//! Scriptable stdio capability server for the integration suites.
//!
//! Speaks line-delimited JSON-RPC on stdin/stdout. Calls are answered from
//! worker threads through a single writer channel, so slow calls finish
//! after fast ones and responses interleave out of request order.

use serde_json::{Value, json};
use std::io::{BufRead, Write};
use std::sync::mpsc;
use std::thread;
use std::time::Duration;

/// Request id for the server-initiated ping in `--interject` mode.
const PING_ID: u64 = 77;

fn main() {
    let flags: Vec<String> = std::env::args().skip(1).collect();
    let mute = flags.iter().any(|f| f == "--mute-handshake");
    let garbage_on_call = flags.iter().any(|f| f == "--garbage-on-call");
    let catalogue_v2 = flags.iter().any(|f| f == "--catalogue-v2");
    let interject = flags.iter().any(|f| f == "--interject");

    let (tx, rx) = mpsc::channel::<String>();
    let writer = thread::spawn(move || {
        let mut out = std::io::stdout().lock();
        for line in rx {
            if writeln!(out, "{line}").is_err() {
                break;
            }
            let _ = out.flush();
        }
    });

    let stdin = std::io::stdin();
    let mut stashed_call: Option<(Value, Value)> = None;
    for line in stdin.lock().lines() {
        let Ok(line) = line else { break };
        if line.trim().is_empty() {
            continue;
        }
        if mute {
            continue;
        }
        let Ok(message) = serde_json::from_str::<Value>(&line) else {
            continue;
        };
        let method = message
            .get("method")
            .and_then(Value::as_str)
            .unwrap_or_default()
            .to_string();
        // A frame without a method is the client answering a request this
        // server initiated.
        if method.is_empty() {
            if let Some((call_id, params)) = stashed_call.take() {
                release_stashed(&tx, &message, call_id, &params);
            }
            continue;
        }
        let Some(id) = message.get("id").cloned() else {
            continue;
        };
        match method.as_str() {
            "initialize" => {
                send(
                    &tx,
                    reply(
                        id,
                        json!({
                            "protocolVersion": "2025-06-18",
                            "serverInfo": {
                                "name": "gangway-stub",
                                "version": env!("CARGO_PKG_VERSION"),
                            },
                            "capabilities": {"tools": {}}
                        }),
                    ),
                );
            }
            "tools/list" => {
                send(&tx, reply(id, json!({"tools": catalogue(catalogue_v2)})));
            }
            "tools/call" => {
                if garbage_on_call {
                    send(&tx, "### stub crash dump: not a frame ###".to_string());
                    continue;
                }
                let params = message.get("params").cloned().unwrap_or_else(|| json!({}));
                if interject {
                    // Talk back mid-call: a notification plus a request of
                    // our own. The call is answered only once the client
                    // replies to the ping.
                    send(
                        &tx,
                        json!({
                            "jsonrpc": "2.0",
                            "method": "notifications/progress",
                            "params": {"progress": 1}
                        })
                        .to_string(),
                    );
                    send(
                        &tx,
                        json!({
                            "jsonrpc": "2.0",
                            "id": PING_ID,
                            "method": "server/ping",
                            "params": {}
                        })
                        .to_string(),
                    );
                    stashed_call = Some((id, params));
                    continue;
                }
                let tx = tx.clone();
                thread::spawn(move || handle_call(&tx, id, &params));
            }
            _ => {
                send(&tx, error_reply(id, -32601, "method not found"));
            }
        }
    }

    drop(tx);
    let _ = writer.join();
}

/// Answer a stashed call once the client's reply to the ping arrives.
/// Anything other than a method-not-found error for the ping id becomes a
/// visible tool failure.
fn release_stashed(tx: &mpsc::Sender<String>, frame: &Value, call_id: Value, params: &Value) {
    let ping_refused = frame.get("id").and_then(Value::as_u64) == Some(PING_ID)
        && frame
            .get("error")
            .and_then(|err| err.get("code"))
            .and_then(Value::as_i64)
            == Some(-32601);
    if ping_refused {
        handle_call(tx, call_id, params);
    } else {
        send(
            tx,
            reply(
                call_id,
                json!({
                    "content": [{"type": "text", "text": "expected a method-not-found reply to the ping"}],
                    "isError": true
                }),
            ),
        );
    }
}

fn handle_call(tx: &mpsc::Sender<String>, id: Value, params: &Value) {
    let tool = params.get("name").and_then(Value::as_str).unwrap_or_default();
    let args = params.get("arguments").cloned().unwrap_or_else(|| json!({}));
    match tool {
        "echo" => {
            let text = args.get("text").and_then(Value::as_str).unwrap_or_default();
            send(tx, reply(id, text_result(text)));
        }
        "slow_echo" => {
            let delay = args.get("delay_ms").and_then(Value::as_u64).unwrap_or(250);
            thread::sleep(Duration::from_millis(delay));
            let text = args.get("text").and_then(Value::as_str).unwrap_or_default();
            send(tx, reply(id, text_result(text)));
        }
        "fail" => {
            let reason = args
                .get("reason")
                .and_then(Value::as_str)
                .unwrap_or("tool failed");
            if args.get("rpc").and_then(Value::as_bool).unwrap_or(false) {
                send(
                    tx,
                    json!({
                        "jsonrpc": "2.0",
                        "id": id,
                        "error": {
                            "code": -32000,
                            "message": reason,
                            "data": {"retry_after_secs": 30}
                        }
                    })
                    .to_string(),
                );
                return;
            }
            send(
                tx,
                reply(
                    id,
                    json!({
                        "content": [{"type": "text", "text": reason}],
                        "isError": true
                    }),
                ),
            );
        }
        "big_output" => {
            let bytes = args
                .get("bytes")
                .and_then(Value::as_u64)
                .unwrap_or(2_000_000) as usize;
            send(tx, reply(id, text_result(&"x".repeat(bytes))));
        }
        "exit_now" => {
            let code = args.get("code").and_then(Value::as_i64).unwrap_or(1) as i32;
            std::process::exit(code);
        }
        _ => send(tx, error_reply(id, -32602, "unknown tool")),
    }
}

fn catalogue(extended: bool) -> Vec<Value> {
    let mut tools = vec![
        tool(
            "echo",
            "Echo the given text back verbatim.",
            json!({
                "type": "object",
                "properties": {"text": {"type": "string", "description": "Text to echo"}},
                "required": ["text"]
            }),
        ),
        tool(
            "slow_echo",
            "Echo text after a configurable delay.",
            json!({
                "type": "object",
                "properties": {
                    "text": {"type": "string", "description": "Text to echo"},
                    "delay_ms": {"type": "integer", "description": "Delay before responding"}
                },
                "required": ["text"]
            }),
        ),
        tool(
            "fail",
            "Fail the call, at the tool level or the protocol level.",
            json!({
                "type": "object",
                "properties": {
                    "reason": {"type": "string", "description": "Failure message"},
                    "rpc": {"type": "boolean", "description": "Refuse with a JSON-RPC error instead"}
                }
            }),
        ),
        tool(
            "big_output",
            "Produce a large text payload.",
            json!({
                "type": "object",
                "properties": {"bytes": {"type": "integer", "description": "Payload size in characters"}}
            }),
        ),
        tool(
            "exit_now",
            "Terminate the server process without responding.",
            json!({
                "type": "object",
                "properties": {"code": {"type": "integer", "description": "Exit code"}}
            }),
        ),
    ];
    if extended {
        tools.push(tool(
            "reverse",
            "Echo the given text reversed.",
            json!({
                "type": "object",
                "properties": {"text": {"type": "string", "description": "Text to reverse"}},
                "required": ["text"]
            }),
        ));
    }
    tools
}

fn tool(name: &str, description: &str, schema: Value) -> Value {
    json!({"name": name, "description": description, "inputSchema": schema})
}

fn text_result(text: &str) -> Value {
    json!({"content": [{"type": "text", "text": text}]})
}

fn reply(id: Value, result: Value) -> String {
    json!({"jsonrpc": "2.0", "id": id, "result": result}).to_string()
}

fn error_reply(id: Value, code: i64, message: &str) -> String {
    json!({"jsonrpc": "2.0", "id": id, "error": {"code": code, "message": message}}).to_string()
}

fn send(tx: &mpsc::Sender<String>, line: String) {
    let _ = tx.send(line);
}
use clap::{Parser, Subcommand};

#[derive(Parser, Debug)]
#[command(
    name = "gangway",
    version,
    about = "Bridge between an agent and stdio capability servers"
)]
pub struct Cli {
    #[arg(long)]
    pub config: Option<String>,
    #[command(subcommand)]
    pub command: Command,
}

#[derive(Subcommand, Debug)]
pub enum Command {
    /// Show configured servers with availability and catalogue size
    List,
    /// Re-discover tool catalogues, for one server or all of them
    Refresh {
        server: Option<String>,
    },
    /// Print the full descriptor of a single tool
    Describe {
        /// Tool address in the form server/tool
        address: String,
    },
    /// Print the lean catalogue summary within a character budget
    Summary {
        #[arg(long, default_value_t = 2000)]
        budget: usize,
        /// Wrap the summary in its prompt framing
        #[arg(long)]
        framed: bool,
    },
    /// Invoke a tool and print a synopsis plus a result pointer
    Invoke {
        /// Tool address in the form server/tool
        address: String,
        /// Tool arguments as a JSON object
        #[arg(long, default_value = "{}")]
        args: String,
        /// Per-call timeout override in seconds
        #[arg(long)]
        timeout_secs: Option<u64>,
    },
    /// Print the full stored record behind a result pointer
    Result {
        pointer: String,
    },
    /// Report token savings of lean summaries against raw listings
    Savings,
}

--*--

# TASK DETAILS
Write the number of lines in the data above that contain "Parser", adding no other words.

# OUTPUT OF THE TASK
2